# INSTRUCTIONS FOR THE TASK
Your answer should repeat every line of the records below in which the word "Json" appears.

# TASK DATA
________________________________________

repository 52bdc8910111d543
mod database;
mod email;
mod state_builder;

pub use database::connect_and_migrate;
pub use state_builder::build_app_state;
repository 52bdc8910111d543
use accountgate_core::AppError;
use axum::Json;
use axum::http::StatusCode;
use axum::response::{IntoResponse, Response};
use serde::Serialize;
use ts_rs::TS;

/// API error payload.
#[derive(Debug, Serialize, TS)]
#[ts(
    export,
    export_to = "../../../packages/api-types/src/generated/error-response.ts"
)]
pub struct ErrorResponse {
    pub code: String,
    pub message: String,
}

/// HTTP API error wrapper around core application errors.
///
/// Detail text of upstream and internal failures is replaced by a generic
/// message unless `expose_details` is set.
#[derive(Debug)]
pub struct ApiError {
    pub error: AppError,
    pub expose_details: bool,
}

impl ApiError {
    #[must_use]
    pub fn with_details(mut self, expose_details: bool) -> Self {
        self.expose_details = expose_details;
        self
    }

    fn status(&self) -> StatusCode {
        status_for(&self.error)
    }

    fn message(&self) -> String {
        match &self.error {
            AppError::Upstream(_) if !self.expose_details => "upstream service failure".to_owned(),
            AppError::Internal(_) if !self.expose_details => "internal server error".to_owned(),
            error => error.detail().to_owned(),
        }
    }
}

impl From<AppError> for ApiError {
    fn from(value: AppError) -> Self {
        Self {
            error: value,
            expose_details: false,
        }
    }
}

impl IntoResponse for ApiError {
    fn into_response(self) -> Response {
        let status = self.status();
        let payload = Json(ErrorResponse {
            code: self.error.code().to_owned(),
            message: self.message(),
        });

        (status, payload).into_response()
    }
}

pub fn status_for(error: &AppError) -> StatusCode {
    match error {
        AppError::Validation(_) => StatusCode::BAD_REQUEST,
        AppError::NotFound(_) => StatusCode::NOT_FOUND,
        AppError::Conflict(_) => StatusCode::CONFLICT,
        AppError::Unauthorized(_) => StatusCode::UNAUTHORIZED,
        AppError::Forbidden(_) => StatusCode::FORBIDDEN,
        AppError::Upstream(_) => StatusCode::BAD_GATEWAY,
        AppError::Internal(_) => StatusCode::INTERNAL_SERVER_ERROR,
    }
}

/// Standard API result type.
pub type ApiResult<T> = Result<T, ApiError>;

#[cfg(test)]
mod tests {
    use accountgate_core::AppError;
    use axum::http::StatusCode;

    use super::ApiError;

    #[test]
    fn upstream_detail_is_hidden_by_default() {
        let error = ApiError::from(AppError::Upstream("keycloak said 503".to_owned()));
        assert_eq!(error.status(), StatusCode::BAD_GATEWAY);
        assert_eq!(error.message(), "upstream service failure");
    }

    #[test]
    fn upstream_detail_is_shown_when_exposed() {
        let error =
            ApiError::from(AppError::Upstream("keycloak said 503".to_owned())).with_details(true);
        assert_eq!(error.message(), "keycloak said 503");
    }

    #[test]
    fn validation_detail_is_always_shown() {
        let error = ApiError::from(AppError::Validation("email is required".to_owned()));
        assert_eq!(error.status(), StatusCode::BAD_REQUEST);
        assert_eq!(error.message(), "email is required");
    }
}
//! Domain entities and invariants.

#![forbid(unsafe_code)]

mod identity;
mod registration;
mod user;

pub use identity::{
    AdminCredential, IdentityCredential, IdentityRecord, ProviderUserId, TokenIntrospection,
    TokenSet,
};
pub use registration::{
    CompanyDetails, RegistrationRequest, ValidatedCompany, ValidatedRegistration,
};
pub use user::{
    AccountType, EmailAddress, LocalUserId, PASSWORD_MAX_LENGTH, PASSWORD_MIN_LENGTH,
    PlainPassword, USERNAME_MAX_LENGTH, USERNAME_MIN_LENGTH, Username, validate_password,
};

________________________________________

# PROBLEM SOLUTION
use axum::Json;
        let payload = Json(ErrorResponse {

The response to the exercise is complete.